# Proper Setup Tutorial...online?!?!



## mrsollars (Apr 17, 2008)

is there a good / basic / accurate tutorial online for hooking up all of the newer components in a HT?? 

I have a samsung a550 display, will have yamahav663, svs 5.1 with the 20-39pc+, xbox360 (with hdmi), dvd (not bluray..but has hdmi). i just want to make sure i hook it all up right...in the correct sequence...but this is all confusing to me. 

component to receiver..then display....component video to display, then audio only to reciever....take a left at the turnpike....if you see a dodge pickup, you've gone to far...:wits-end:....etc. 

i just have a tough time making sense of it all. 

thanks.

matt


----------



## Sonnie (Apr 11, 2006)

We should be able to help you here.

You will want to us HDMI for everything other than your speakers of course.

XBox to Yamaha HDMI input.
DVD to Yamaha HDMI input.
Yamaha HDMI monitor output to Samsung HDMI input.

Then connect all your speakers up to the Yamaha and you should be set.


----------



## mrsollars (Apr 17, 2008)

at what point do i concern myself with ''which one is 'upconverting' better'' and running only audio or only video to or from certain sources.

is it bad for me to continue using component cables that came with the xbox?

matt


----------



## Wayne A. Pflughaupt (Apr 13, 2006)

Yeah, HDMI is making home theater connections pretty easy – a single cable for both audio and video. It’s about time, this industry has been sorely in need of some simplification for a long time. You don’t need both component video and HDMI for your X-box, only the HDMI. The upconverting would only be an issue if you connected another component that didn’t have HDMI.

Regards,
Wayne


----------



## mrsollars (Apr 17, 2008)

do you recomment a cheap but quality HDMI cable? (and whee to purchase)

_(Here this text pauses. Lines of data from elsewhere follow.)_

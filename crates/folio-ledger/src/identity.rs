use folio_crypto::{KeyPair, SignatureProvider};
use folio_types::Digest;

use crate::entry::EntrySignature;
use crate::error::LedgerError;

/// The ledger operator's own identity: signs receipts and system entries.
#[derive(Clone, Debug)]
pub struct SystemIdentity {
    id: String,
    key_pair: KeyPair,
}

impl SystemIdentity {
    pub const DEFAULT_ID: &'static str = "system";

    pub fn new(id: impl Into<String>, key_pair: KeyPair) -> Self {
        Self {
            id: id.into(),
            key_pair,
        }
    }

    /// Generate a fresh identity with the provider's default algorithm.
    pub fn generate(
        id: impl Into<String>,
        signer: &dyn SignatureProvider,
    ) -> Result<Self, LedgerError> {
        let key_pair = signer.generate_key_pair(signer.default_algorithm())?;
        Ok(Self::new(id, key_pair))
    }

    pub fn id(&self) -> &str {
        &self.id
    }

    pub fn key_pair(&self) -> &KeyPair {
        &self.key_pair
    }

    /// Countersign `digest` as this identity.
    pub fn sign(
        &self,
        digest: &Digest,
        signer: &dyn SignatureProvider,
    ) -> Result<EntrySignature, LedgerError> {
        EntrySignature::sign(self.id.clone(), digest, &self.key_pair, signer)
    }
}

#[cfg(test)]
mod tests {
    use super::*;
    use folio_crypto::Ed25519SignatureProvider;

    #[test]
    fn generated_identity_signs_verifiably() {
        let signer = Ed25519SignatureProvider;
        let identity = SystemIdentity::generate(SystemIdentity::DEFAULT_ID, &signer).unwrap();
        let digest = Digest::from_bytes(vec![9; 32]);
        let sig = identity.sign(&digest, &signer).unwrap();
        assert_eq!(sig.signer_id, "system");
        assert_eq!(sig.public_key, identity.key_pair().public_key_hex());
        assert!(sig.is_valid_for(&digest, &signer));
    }
}
use std::fmt;
use std::str::FromStr;

use serde::{Deserialize, Serialize};

use crate::error::TypeError;

/// Identity of one entry, stable for its whole life.
///
/// UUID v7, so ids created later compare greater. The ledger still orders
/// entries by [`TemporalAnchor`](crate::TemporalAnchor) and only uses the id
/// to break timestamp ties.
#[derive(Clone, Copy, PartialEq, Eq, Hash, PartialOrd, Ord, Serialize, Deserialize)]
pub struct EntryId(uuid::Uuid);

impl EntryId {
    pub fn new() -> Self {
        Self(uuid::Uuid::now_v7())
    }

    /// First 8 hex digits, for log lines.
    pub fn short_id(&self) -> String {
        let mut simple = self.0.simple().to_string();
        simple.truncate(8);
        simple
    }
}

impl Default for EntryId {
    fn default() -> Self {
        Self::new()
    }
}

impl FromStr for EntryId {
    type Err = TypeError;

    fn from_str(s: &str) -> Result<Self, Self::Err> {
        uuid::Uuid::parse_str(s)
            .map(Self)
            .map_err(|e| TypeError::InvalidEntryId(e.to_string()))
    }
}

impl fmt::Debug for EntryId {
    fn fmt(&self, f: &mut fmt::Formatter<'_>) -> fmt::Result {
        write!(f, "EntryId({})", self.short_id())
    }
}

impl fmt::Display for EntryId {
    fn fmt(&self, f: &mut fmt::Formatter<'_>) -> fmt::Result {
        write!(f, "{}", self.0)
    }
}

also. i'm i need the following.

1 HDMI from the dvd player to the rec. 
1 HDMI from the xbox to the rec. 
1 HDMI from the monitor out on the yamaha to the samsung lcd.

??? is this correct? 
thanks
matt


----------



## MatrixDweller (Jul 24, 2007)

Check out www.monoprice.com. Best price to performance ratio. www.bluejeanscable.com is another standby of the budget minded audiophile.


----------



## Sonnie (Apr 11, 2006)

Yep... you will need 3 HDMI cables and you should be good to go.

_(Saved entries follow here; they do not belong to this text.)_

impl LedgerWarden {
    pub fn new(reader: Arc<dyn LedgerReader>, providers: CryptoProviders) -> Self {
        Self { reader, providers }
    }

    /// Audit one ledger. Failures to read or recompute are captured in the
    /// report as `Error`, not returned.
    pub fn validate_ledger(&self, name: &str) -> WardenReport {
        let report = self
            .audit(name)
            .unwrap_or_else(|e| WardenReport::failed(name, e.to_string()));
        match (&report.context, &report.error) {
            (Some(ctx), _) => warn!(ledger = name, field = %ctx.field, "{}", ctx.message),
            (None, Some(error)) => warn!(ledger = name, %error, "audit could not complete"),
            (None, None) => info!(ledger = name, last_page = ?report.last_page, "ledger intact"),
        }
        report
    }

    /// Audit every ledger in the repository.
    pub fn validate_all(&self) -> Result<Vec<WardenReport>, WardenError> {
        let names = self.reader.ledger_names()?;
        Ok(names.iter().map(|name| self.validate_ledger(name)).collect())
    }

    /// Audit `selection`, or every ledger when `None`.
    pub fn validate_selected(
        &self,
        selection: Option<&[String]>,
    ) -> Result<Vec<WardenReport>, WardenError> {
        match selection {
            Some(names) => Ok(names.iter().map(|name| self.validate_ledger(name)).collect()),
            None => self.validate_all(),
        }
    }

    fn audit(&self, name: &str) -> Result<WardenReport, LedgerError> {
        let config = self
            .reader
            .read_ledger(name)?
            .ok_or_else(|| LedgerError::LedgerNotFound(name.to_string()))?;
        let pages = self.reader.read_pages(name)?;

        let (Some(first), Some(last)) = (pages.first(), pages.last()) else {
            debug!(ledger = name, "no sealed pages");
            return Ok(WardenReport::ok(name, None, None));
        };
        let (first_page, last_page) = (Some(first.number), Some(last.number));

        for (index, page) in pages.iter().enumerate() {
            let previous = index.checked_sub(1).and_then(|i| pages.get(i));
            let next = pages.get(index + 1);
            if let Some(ctx) = self.check_page(&config, index as u64, page, previous, next)? {
                return Ok(WardenReport::tampered(name, first_page, last_page, ctx));
            }
        }
        Ok(WardenReport::ok(name, first_page, last_page))
    }

    /// Header, then entries, then Merkle root, then page hash, so that a
    /// tampered entry is reported as itself rather than as a root mismatch.
    fn check_page(
        &self,
        config: &LedgerConfig,
        position: u64,
        page: &Page,
        previous: Option<&Page>,
        next: Option<&Page>,
    ) -> Check {
        let tamper = |field: AuditField, expected: String, actual: String| -> Check {
            Ok(Some(TamperContext::new(position, None, field, expected, actual)))
        };

        if page.ledger_name != config.name {
            return tamper(AuditField::LedgerName, config.name.clone(), page.ledger_name.clone());
        }
        if page.number != position {
            return tamper(
                AuditField::PageNumber,
                position.to_string(),
                page.number.to_string(),
            );
        }
        if let Some(previous) = previous {
            if page.timestamp <= previous.timestamp {
                return tamper(
                    AuditField::PageTimestamp,
                    format!("> {}", previous.timestamp),
                    page.timestamp.to_string(),
                );
            }
        }
        if let Some(next) = next {
            if page.timestamp >= next.timestamp {
                return tamper(
                    AuditField::PageTimestamp,
                    format!("< {}", next.timestamp),
                    page.timestamp.to_string(),
                );
            }
        }
        let expected_previous = previous.map(|p| p.hash.clone());
        if page.previous_hash != expected_previous {
            return tamper(
                AuditField::PreviousHash,
                hex_or_none(expected_previous.as_ref()),
                hex_or_none(page.previous_hash.as_ref()),
            );
        }

        for entry in &page.entries {
            if let Some(ctx) = self.check_entry(config, position, page, entry)? {
                return Ok(Some(ctx));
            }
        }

        if page.entries.is_empty() {
            return tamper(
                AuditField::MerkleRoot,
                "root over at least one entry".into(),
                "page without entries".into(),
            );
        }
        let algorithm = &config.hash_algorithm;
        let root = page.recompute_merkle_root(self.providers.hasher(), algorithm)?;
        if root != page.merkle_root {
            return tamper(AuditField::MerkleRoot, root.to_hex(), page.merkle_root.to_hex());
        }
        let hash = page.recompute_hash(self.providers.hasher(), algorithm)?;
        if hash != page.hash {
            return tamper(AuditField::PageHash, hash.to_hex(), page.hash.to_hex());
        }
        Ok(None)
    }

    fn check_entry(
        &self,
        config: &LedgerConfig,
        position: u64,
        page: &Page,
        entry: &Entry,
    ) -> Check {
        let tamper = |field: AuditField, expected: String, actual: String| -> Check {
            Ok(Some(TamperContext::new(
                position,
                Some(entry.id),
                field,
                expected,
                actual,
            )))
        };

        if entry.ledger_name != page.ledger_name {
            return tamper(
                AuditField::EntryLedgerName,
                page.ledger_name.clone(),
                entry.ledger_name.clone(),
            );
        }
        if entry.page_number != Some(page.number) {
            return tamper(
                AuditField::EntryPageNumber,
                page.number.to_string(),
                entry
                    .page_number
                    .map_or_else(|| "none".to_string(), |n| n.to_string()),
            );
        }
        if entry.timestamp >= page.timestamp {
            return tamper(
                AuditField::EntryTimestamp,
                format!("< {}", page.timestamp),
                entry.timestamp.to_string(),
            );
        }

        // Erased content cannot be rehashed; its marker must carry the pinned hash.
        if entry.is_erased() {
            match entry.erasure_markers() {
                Some(markers) if markers.entry_hash == entry.hash => {}
                Some(markers) => {
                    return tamper(
                        AuditField::ErasureMarker,
                        entry.hash.to_hex(),
                        markers.entry_hash.to_hex(),
                    )
                }
                None => {
                    return tamper(
                        AuditField::ErasureMarker,
                        "well-formed erasure markers".into(),
                        "malformed erasure markers".into(),
                    )
                }
            }
        } else {
            let hash = entry.recompute_hash(self.providers.hasher(), &config.hash_algorithm)?;
            if hash != entry.hash {
                return tamper(AuditField::EntryHash, hash.to_hex(), entry.hash.to_hex());
            }
        }

        for sender in &entry.senders {
            let count = entry
                .signatures
                .iter()
                .filter(|sig| &sig.signer_id == sender)
                .count();
            if count != 1 {
                return tamper(
                    AuditField::Signatures,
                    format!("one signature from {sender}"),
                    format!("{count} signatures from {sender}"),
                );
            }
        }
        if let Some(orphan) = entry
            .signatures
            .iter()
            .find(|sig| !entry.is_sender(&sig.signer_id))
        {
            return tamper(
                AuditField::Signatures,
                format!("signers among {}", entry.senders.join(",")),
                format!("signature from {}", orphan.signer_id),
            );
        }
        if let Some(invalid) = entry
            .signatures
            .iter()
            .find(|sig| !sig.is_valid_for(&entry.hash, self.providers.signer()))
        {
            return tamper(
                AuditField::Signature,
                format!("valid {} signature from {}", invalid.algorithm, invalid.signer_id),
                invalid.signature.clone(),
            );
        }
        Ok(None)
    }
}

Parts Express also has HDMI cables.


----------



## eugovector (Sep 4, 2006)

I keep wanting to do a setup video, but never have enough time. I should just start writing it now, and then, when I get into a new place (hopefully with a new AVR), just film everything as I set it up.

Things should be slowing down in the summer, maybe I'll start then.


----------



## mrsollars (Apr 17, 2008)

that would be great for folks that are new at this. 

is there a ''correct'' hdmi cable?? like....there are 1.3...for example. does my dvd have to support 1.3....xbox360 support it???etc. 

or will it work...just not to its full potential?!?!

thanks.
matt


----------